*Problem to solve*: Copy all lines below containing "bool".

*Records for this exercise*:
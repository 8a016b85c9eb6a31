//! Correlation between local objects and their registry identities.

use std::cmp::Ordering;
use std::fmt;

use serde::{Deserialize, Serialize};

use crate::impl_domain_status_conversions;

/// Kind of synchronizable business object.
///
/// Ordering follows the registry's dependency order (a house must exist
/// before its premises, premises before accounts, ...). Types the registry
/// integration does not know about sort last, by name.
#[derive(Debug, Clone, PartialEq, Eq, Hash, Serialize, Deserialize)]
#[serde(from = "String", into = "String")]
pub enum ObjectType {
    House,
    Entrance,
    Premises,
    Room,
    Account,
    Meter,
    Contract,
    ReferenceItem,
    Other(String),
}

impl ObjectType {
    /// Types distributed by default, in priority order.
    pub const DISTRIBUTION_ORDER: [ObjectType; 7] = [
        ObjectType::House,
        ObjectType::Entrance,
        ObjectType::Premises,
        ObjectType::Room,
        ObjectType::Account,
        ObjectType::Meter,
        ObjectType::Contract,
    ];

    pub fn as_str(&self) -> &str {
        match self {
            Self::House => "house",
            Self::Entrance => "entrance",
            Self::Premises => "premises",
            Self::Room => "room",
            Self::Account => "account",
            Self::Meter => "meter",
            Self::Contract => "contract",
            Self::ReferenceItem => "reference_item",
            Self::Other(name) => name,
        }
    }

    /// Position in the priority list; unknown types share the last slot.
    pub fn priority(&self) -> usize {
        match self {
            Self::House => 0,
            Self::Entrance => 1,
            Self::Premises => 2,
            Self::Room => 3,
            Self::Account => 4,
            Self::Meter => 5,
            Self::Contract => 6,
            Self::ReferenceItem => 7,
            Self::Other(_) => usize::MAX,
        }
    }

    /// The object is itself a house, so it is its own owning house.
    pub fn is_house_level(&self) -> bool {
        matches!(self, Self::House)
    }

    /// Each provider keeps its own record of these objects.
    pub fn is_provider_scoped(&self) -> bool {
        matches!(self, Self::Account | Self::Contract)
    }
}

impl fmt::Display for ObjectType {
    fn fmt(&self, f: &mut fmt::Formatter<'_>) -> fmt::Result {
        f.write_str(self.as_str())
    }
}

impl From<String> for ObjectType {
    fn from(value: String) -> Self {
        match value.to_lowercase().as_str() {
            "house" => Self::House,
            "entrance" => Self::Entrance,
            "premises" => Self::Premises,
            "room" => Self::Room,
            "account" => Self::Account,
            "meter" => Self::Meter,
            "contract" => Self::Contract,
            "reference_item" => Self::ReferenceItem,
            _ => Self::Other(value),
        }
    }
}

impl From<&str> for ObjectType {
    fn from(value: &str) -> Self {
        Self::from(value.to_string())
    }
}

impl From<ObjectType> for String {
    fn from(value: ObjectType) -> Self {
        match value {
            ObjectType::Other(name) => name,
            known => known.as_str().to_string(),
        }
    }
}

impl PartialOrd for ObjectType {
    fn partial_cmp(&self, other: &Self) -> Option<Ordering> {
        Some(self.cmp(other))
    }
}

impl Ord for ObjectType {
    fn cmp(&self, other: &Self) -> Ordering {
        self.priority().cmp(&other.priority()).then_with(|| self.as_str().cmp(other.as_str()))
    }
}

/// Sync status of a correlation record
#[derive(Debug, Clone, Copy, PartialEq, Eq, Hash, Serialize, Deserialize)]
#[serde(rename_all = "snake_case")]
pub enum CorrelationStatus {
    New,
    Changed,
    Saved,
    Wip,
    NoResult,
    Error,
    Unknown,
}

impl_domain_status_conversions!(CorrelationStatus {
    New => "new",
    Changed => "changed",
    Saved => "saved",
    Wip => "wip",
    NoResult => "no_result",
    Error => "error",
    Unknown => "unknown",
});

/// Identity of a correlation record.
///
/// `provider_id` is only set for types owned per provider (accounts,
/// contracts); for the rest the record is shared.
#[derive(Debug, Clone, PartialEq, Eq, Hash, Serialize, Deserialize)]
pub struct CorrelationKey {
    pub object_type: ObjectType,
    pub object_id: String,
    pub provider_id: Option<String>,
}

impl CorrelationKey {
    pub fn new(object_type: ObjectType, object_id: impl Into<String>) -> Self {
        Self { object_type, object_id: object_id.into(), provider_id: None }
    }

    pub fn with_provider(mut self, provider_id: impl Into<String>) -> Self {
        self.provider_id = Some(provider_id.into());
        self
    }

    /// Key of `object_id` as seen by an operation for `provider_id`. The
    /// provider only becomes part of the identity for provider-scoped types.
    pub fn scoped(object_type: ObjectType, object_id: &str, provider_id: Option<&str>) -> Self {
        let provider_id =
            provider_id.filter(|_| object_type.is_provider_scoped()).map(str::to_string);
        Self { object_type, object_id: object_id.to_string(), provider_id }
    }

    /// Key used for object-scoped locks.
    pub fn lock_key(&self) -> String {
        format!("{}:{}", self.object_type, self.object_id)
    }
}

impl fmt::Display for CorrelationKey {
    fn fmt(&self, f: &mut fmt::Formatter<'_>) -> fmt::Result {
        match &self.provider_id {
            Some(provider) => write!(f, "{}:{}@{}", self.object_type, self.object_id, provider),
            None => write!(f, "{}:{}", self.object_type, self.object_id),
        }
    }
}

/// Link between one local object and its registry identity.
///
/// The mutators are pure state transitions; persisting them is the caller's
/// job. Timestamps are unix seconds.
#[derive(Debug, Clone, PartialEq, Eq, Serialize, Deserialize)]
pub struct CorrelationRecord {
    pub object_type: ObjectType,
    pub object_id: String,
    pub provider_id: Option<String>,
    pub house_id: Option<String>,
    pub external_id: Option<String>,
    pub code: Option<String>,
    pub status: CorrelationStatus,
    pub deleted: bool,
    pub transport_id: Option<String>,
    pub batch_id: Option<String>,
    pub submitted_at: Option<i64>,
    pub last_error: Option<String>,
    pub saved_at: Option<i64>,
    pub created_at: i64,
    pub updated_at: i64,
}

impl CorrelationRecord {
    pub fn new(key: CorrelationKey, house_id: Option<String>, now: i64) -> Self {
        Self {
            object_type: key.object_type,
            object_id: key.object_id,
            provider_id: key.provider_id,
            house_id,
            external_id: None,
            code: None,
            status: CorrelationStatus::New,
            deleted: false,
            transport_id: None,
            batch_id: None,
            submitted_at: None,
            last_error: None,
            saved_at: None,
            created_at: now,
            updated_at: now,
        }
    }

    pub fn key(&self) -> CorrelationKey {
        CorrelationKey {
            object_type: self.object_type.clone(),
            object_id: self.object_id.clone(),
            provider_id: self.provider_id.clone(),
        }
    }

    pub fn has_external_identity(&self) -> bool {
        self.external_id.is_some()
    }

    /// Submitted within `window_secs` and still awaiting a result.
    pub fn is_in_flight(&self, now: i64, window_secs: u64) -> bool {
        let window = i64::try_from(window_secs).unwrap_or(i64::MAX);
        self.status == CorrelationStatus::Wip
            && self.transport_id.is_some()
            && self.submitted_at.is_some_and(|at| now.saturating_sub(at) < window)
    }

    /// Assign a fresh transport id; any previous one is superseded.
    pub fn submit(&mut self, batch_id: &str, transport_id: &str, now: i64) {
        self.transport_id = Some(transport_id.to_string());
        self.batch_id = Some(batch_id.to_string());
        self.submitted_at = Some(now);
        self.status = CorrelationStatus::Wip;
        self.updated_at = now;
    }

    /// Record the registry identity. A success without an identifier leaves
    /// the record in `no_result`.
    pub fn save(
        &mut self,
        external_id: Option<String>,
        code: Option<String>,
        saved_at: i64,
        now: i64,
    ) {
        self.status = if external_id.is_some() || self.external_id.is_some() {
            CorrelationStatus::Saved
        } else {
            CorrelationStatus::NoResult
        };
        if external_id.is_some() {
            self.external_id = external_id;
        }
        if code.is_some() {
            self.code = code;
        }
        self.transport_id = None;
        self.last_error = None;
        self.saved_at = Some(saved_at);
        self.updated_at = now;
    }

    /// Mark failed; the external identity is kept.
    pub fn fail(&mut self, message: &str, now: i64) {
        self.status = CorrelationStatus::Error;
        self.last_error = Some(message.to_string());
        self.updated_at = now;
    }

    pub fn unmap(&mut self, now: i64) {
        self.transport_id = None;
        self.updated_at = now;
    }

    /// Sever the link to the registry object.
    pub fn reset(&mut self, now: i64) {
        self.external_id = None;
        self.code = None;
        self.status = CorrelationStatus::New;
        self.updated_at = now;
    }

    /// Outcome of a submission will never be known (operation canceled).
    pub fn abandon(&mut self, now: i64) {
        self.status = CorrelationStatus::Unknown;
        self.transport_id = None;
        self.updated_at = now;
    }

    /// A saved object was modified locally and needs a re-export.
    pub fn touch(&mut self, now: i64) {
        if self.status == CorrelationStatus::Saved {
            self.status = CorrelationStatus::Changed;
            self.updated_at = now;
        }
    }
}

*Finished exercise*:
    pub fn is_house_level(&self) -> bool {
    pub fn is_provider_scoped(&self) -> bool {
    pub deleted: bool,
    pub fn has_external_identity(&self) -> bool {
    pub fn is_in_flight(&self, now: i64, window_secs: u64) -> bool {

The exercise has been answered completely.